TTG-SENSE MICROのスペック。棚数やアイテム数は店舗スペースに応じて柔軟に対応できます(画像:三菱商事エネルギー)

日商目標は3~10万円

ビジネスモデルとしては、TTGがGSのスペースを借りてテナントとして出店。千葉新港SSにはシャワールームがあるため、鉄道駅に比べ洗面具などの日用品を豊富にそろえました。今後の店舗展開では、観光地のGSでは土産品を販売。GSの無人店舗は日商3~10万円の売り上げを期待します。

TTGは今後、オフィス、病院、工場などへの事業展開を構想しますが、「JR東日本発のビジネス」として交通を得意分野にしたい考え。駅や今回のGSのほか、空の交通では羽田空港に出店済み。引き続き、高速道路のサービスエリアやパーキングエリアへの事業展開を目指します。

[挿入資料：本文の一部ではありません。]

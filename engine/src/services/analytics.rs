//! Analytics over one cycle or the whole farm

use std::sync::Arc;

use chrono::{DateTime, NaiveDate, Utc};
use serde::Serialize;

use shared::metrics::{laying_rate_over_logs, total_eggs, total_feed};
use shared::models::{Cage, Cycle, FeedLog, ProductionLog};
use shared::report::{AnalyticsFilter, AnalyticsReport};
use shared::types::DateRange;
use shared::units::{Eggs, FeedKg};

use crate::error::{AppError, AppResult};
use crate::storage::{Repository, Store};

use super::export_file_name;

#[derive(Clone)]
pub struct AnalyticsService {
    repo: Repository,
    default_range: DateRange,
}

/// Records the analytics are computed from
#[derive(Debug, Clone, Serialize)]
#[serde(rename_all = "camelCase")]
pub struct AnalyticsData {
    /// `None` for the all-cycles overview
    pub cycle: Option<Cycle>,
    pub cages: Vec<Cage>,
    pub production_logs: Vec<ProductionLog>,
    pub feed_logs: Vec<FeedLog>,
}

#[derive(Debug, Clone, Serialize)]
#[serde(rename_all = "camelCase")]
pub struct AnalyticsSummary {
    pub total_production: Eggs,
    pub total_feed: FeedKg,
    pub avg_laying_rate: f64,
    pub export_date: DateTime<Utc>,
}

/// Downloadable analytics document
#[derive(Debug, Clone, Serialize)]
#[serde(rename_all = "camelCase")]
pub struct AnalyticsExport {
    #[serde(flatten)]
    pub data: AnalyticsData,
    pub summary: AnalyticsSummary,
}

impl AnalyticsService {
    pub fn new(store: Arc<dyn Store>) -> Self {
        Self {
            repo: Repository::new(store),
            default_range: DateRange::default(),
        }
    }

    /// Use a different date range when the caller does not pick one
    pub fn with_default_range(mut self, range: DateRange) -> Self {
        self.default_range = range;
        self
    }

    pub fn default_filter(&self, as_of: NaiveDate) -> AnalyticsFilter {
        AnalyticsFilter::new(as_of).with_range(self.default_range)
    }

    /// Load one cycle's records, or everything when no cycle is given
    pub async fn load(&self, cycle_id: Option<i64>) -> AppResult<AnalyticsData> {
        let data = match cycle_id {
            Some(id) => {
                let cycle = self
                    .repo
                    .get::<Cycle>(id)
                    .await?
                    .ok_or_else(|| AppError::not_found("Cycle", id))?;
                AnalyticsData {
                    cycle: Some(cycle),
                    cages: self.repo.by_index("cycleId", id).await?,
                    production_logs: self.repo.by_index("cycleId", id).await?,
                    feed_logs: self.repo.by_index("cycleId", id).await?,
                }
            }
            None => AnalyticsData {
                cycle: None,
                cages: self.repo.all().await?,
                production_logs: self.repo.all().await?,
                feed_logs: self.repo.all().await?,
            },
        };
        tracing::debug!(
            cycle_id = ?cycle_id,
            cages = data.cages.len(),
            logs = data.production_logs.len(),
            "Loaded analytics data"
        );
        Ok(data)
    }

    /// Build the dashboard report
    pub async fn report(&self, cycle_id: Option<i64>, filter: AnalyticsFilter) -> AppResult<AnalyticsReport> {
        let data = self.load(cycle_id).await?;
        Ok(AnalyticsReport::build(
            filter,
            &data.cages,
            &data.production_logs,
            &data.feed_logs,
        ))
    }

    /// Export the loaded records with a summary block
    ///
    /// Returns the suggested file name with the document.
    pub async fn export(&self, cycle_id: Option<i64>, exported_at: DateTime<Utc>) -> AppResult<(String, AnalyticsExport)> {
        let data = self.load(cycle_id).await?;
        let summary = AnalyticsSummary {
            total_production: total_eggs(&data.production_logs),
            total_feed: total_feed(&data.feed_logs),
            avg_laying_rate: laying_rate_over_logs(&data.production_logs),
            export_date: exported_at,
        };
        let scope = data
            .cycle
            .as_ref()
            .map_or_else(|| "all-cycles".to_string(), Cycle::display_name);
        let file_name = export_file_name(&format!("analytics-export-{}", scope), exported_at.date_naive(), "json");

        tracing::info!(%file_name, "Exported analytics");
        Ok((file_name, AnalyticsExport { data, summary }))
    }
}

千葉新港SSの無人店舗オープンを前にした2021年9月28日の報道公開には、協業3社からTTGの阿久津智紀代表取締役社長、MCEの近藤健一郎経営企画部長、太陽鉱油の諏訪原高博経営企画担当部長が出席、それぞれ無人店舗成功やGSのサービス基地化に向けた決意を語ってくれました。